This article is written by Mobiefit’s nutrition expert, Shwetha Bhatia. She is also the founder of Gym & Tonic, where she customizes workouts according to the needs and requirements of her clients.


Protein has been identified as being both detrimental and beneficial to bone health depends on a variety of factors such as: level of protein in the diet, protein sources, calcium intake, weight loss, exercise patterns and the dietary acid load in our diet. But did you know that protein makes up for roughly 50 percent of bone mass? And that one-third of the mass and the bone protein goes through continuous turnover and remodeling? Not only is a daily intake of  protein essential for bone maintenance but the interaction between protein and calcium can literally make or break our bones.

Many factors influence bone mass and the peak bone mass achieved when you are in the third decade of life, are followed usually by more losses than gains. Loss of bone mass (osteopenia) and loss of muscle mass (sarcopenia) that occur with age are closely related, so much so that the factors that affect muscle mass ( eg; protein intake and weight-bearing exercises), also affect bone mass.

Protein And Bone Health

Though popularly believed that a high protein diet puts you at a greater risk of developing osteoporosis and bone fractures, is there truth to this theory? One of the key traits of calcium loss is the increase in the amount of urinary calcium/creatinine, developing a sort of negative calcium balance.

The presence of other components such as calcium, phosphorus, and potassium in protein-rich foods such as dairy foods appears to counterbalance the losses in urine.

However, studies in which diets provided 30 percent of energy, the same as protein sources have found no significant increase in calcium losses. Also, increased creatinine levels do not necessarily mean reduced bone mass. On the contrary, several studies have observed a positive association between dietary protein intake and increased bone mineral content or decreased risk of fracture. One study found that among premenopausal women, there was a significant positive association between protein intake and bone mineral content, suggesting that dietary protein intake may actually be a determinant of the peak bone mass.

In fact, the presence of other components such as calcium, phosphorus, and potassium in protein-rich foods such as dairy foods appears to counterbalance the losses in urine. Another study tracing the source of the calcium in the urine stated that it may not be from the bone. This may be the extra calcium that gets absorbed through the diet because protein may create an environment for better calcium absorption in the intestines. In healthy adults, when protein intake was increased, urinary calcium increased but its absorption increased as well. However, at low protein intakes, intestinal calcium absorption is reduced and levels of parathyroid hormone increase, causing the release of calcium from bone.

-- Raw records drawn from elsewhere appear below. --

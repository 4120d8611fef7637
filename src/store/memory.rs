//! In-process stores, for embedding without a filesystem and for tests.

use std::collections::HashMap;
use std::io;
use std::sync::atomic::{AtomicBool, Ordering};
use std::sync::{Arc, Mutex, MutexGuard, PoisonError};

use super::{busy_error, ByteStore, SessionStorage};

#[derive(Debug, Default)]
struct Resource {
    data: Mutex<Vec<u8>>,
    locked: AtomicBool,
}

/// A locked view of one in-memory resource. Dropping it releases the lock.
#[derive(Debug)]
pub struct MemoryStore {
    resource: Arc<Resource>,
}

impl MemoryStore {
    fn data(&self) -> MutexGuard<'_, Vec<u8>> {
        self.resource
            .data
            .lock()
            .unwrap_or_else(PoisonError::into_inner)
    }
}

impl ByteStore for MemoryStore {
    fn size(&self) -> io::Result<u64> {
        Ok(self.data().len() as u64)
    }

    fn read_at(&self, buf: &mut [u8], offset: u64) -> io::Result<usize> {
        let data = self.data();
        let start = (offset as usize).min(data.len());
        let n = buf.len().min(data.len() - start);
        buf[..n].copy_from_slice(&data[start..start + n]);
        Ok(n)
    }

    fn write_at(&self, buf: &[u8], offset: u64) -> io::Result<()> {
        let mut data = self.data();
        let start = offset as usize;
        let end = start + buf.len();
        if data.len() < end {
            data.resize(end, 0);
        }
        data[start..end].copy_from_slice(buf);
        Ok(())
    }

    fn flush(&self) -> io::Result<()> {
        Ok(())
    }
}

impl Drop for MemoryStore {
    fn drop(&mut self) {
        self.resource.locked.store(false, Ordering::Release);
    }
}

/// Named in-memory resources. Clones share the same resources.
#[derive(Debug, Clone, Default)]
pub struct MemoryStorage {
    resources: Arc<Mutex<HashMap<String, Arc<Resource>>>>,
}

impl MemoryStorage {
    pub fn new() -> Self {
        Self::default()
    }

    /// Creates (or replaces) an unlocked resource holding `contents`.
    pub fn insert(&self, name: &str, contents: impl Into<Vec<u8>>) {
        let resource = Resource {
            data: Mutex::new(contents.into()),
            locked: AtomicBool::new(false),
        };
        self.resources().insert(name.to_string(), Arc::new(resource));
    }

    /// Copy of a resource's bytes, if it exists.
    pub fn contents(&self, name: &str) -> Option<Vec<u8>> {
        let resources = self.resources();
        let resource = resources.get(name)?;
        let data = resource.data.lock().unwrap_or_else(PoisonError::into_inner);
        Some(data.clone())
    }

    fn resources(&self) -> MutexGuard<'_, HashMap<String, Arc<Resource>>> {
        self.resources
            .lock()
            .unwrap_or_else(PoisonError::into_inner)
    }
}

impl SessionStorage for MemoryStorage {
    fn list(&self) -> io::Result<Vec<String>> {
        Ok(self.resources().keys().cloned().collect())
    }

    fn try_lock(&self, name: &str, create: bool) -> io::Result<Arc<dyn ByteStore>> {
        let resource = {
            let mut resources = self.resources();
            match resources.get(name) {
                Some(resource) => Arc::clone(resource),
                None if create => {
                    let resource = Arc::new(Resource::default());
                    resources.insert(name.to_string(), Arc::clone(&resource));
                    resource
                }
                None => {
                    return Err(io::Error::new(
                        io::ErrorKind::NotFound,
                        format!("{name} does not exist"),
                    ))
                }
            }
        };

        if resource.locked.swap(true, Ordering::AcqRel) {
            return Err(busy_error(name));
        }
        Ok(Arc::new(MemoryStore { resource }))
    }

    fn remove(&self, name: &str) -> io::Result<()> {
        self.resources()
            .remove(name)
            .map(|_| ())
            .ok_or_else(|| io::Error::new(io::ErrorKind::NotFound, format!("{name} does not exist")))
    }
}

Urinary calcium has also been found to be increased with acid-forming foods such as meat, fish, eggs and negatively associated with plant foods. This is determined by the acid-base status of the diet. Bone loss may be due to the mobilization of skeletal salts to balance the acid generated from acid-forming foods. Clinical studies do not support the idea that animal protein has a detrimental effect on bone health or those vegetable-based proteins are better for bone health. Several studies examining the effect of meat have found no effect on either bone mineral density or markers for bone mineral density.

Also, the effect of protein on bone mass may also depend on calcium intake. If protein intake increases urinary calcium loss due to a higher acid load, negative calcium balance will be resultant depending upon the dietary calcium intake and Vitamin D status. However, taking calcium supplements when the intake of protein is low won’t be beneficial. Concerns about the impact of protein on acid production appear to be minor compared with the alkalinizing effects of fruits and vegetables. Perhaps more concern should be focused on increasing fruit/vegetable intake and correcting calcium intake/Vitamin D status versus reducing good quality protein sources.

Another factor influenced by protein is insulin-like growth factor (IGF-1), which plays a key role in bone metabolism. Higher levels of IGF-1 are osteotropic (promote bone building). As individuals age, there is a decline in serum concentrations of IGF-1 (19). Both the levels and type of protein in the diet may have an effect on IGF-1 levels.

Stronger bones and improved muscle power
For better bone health, we need weight-bearing exercises and adequate intake of good quality protein along with sufficient calcium and vitamin D

Another contributing factor could be drastic weight loss which also causes loss of bone mass. During weight loss, a higher protein diet has been found to preserve bone mineral better than a lower protein diet. Exercise (weight training) may offset the adverse effects of energy restriction on bone. Changes in bone mass, muscle mass and strength are all co-related.  Maintenance of adequate bone strength and density with aging is highly dependent on the maintenance of adequate muscle mass and function, which is, in turn, dependent on adequate intake of high-quality protein and performing resistance exercise. Protein and calcium intake are individualized and are dependent upon age, body composition, level and type of activity, fitness goals and existing health conditions.

The Verdict

As we age, we lose muscle mass and that affects our bone health. Together they are responsible for the decline in mobility, increased risk of fracture and loss of independence in old age. For better bone health, we need weight-bearing exercises and adequate intake of good quality protein along with sufficient calcium and vitamin D. The acid load may be balanced by increasing alkalinizing foods mainly vegetables, low-fat dairy and some fruit.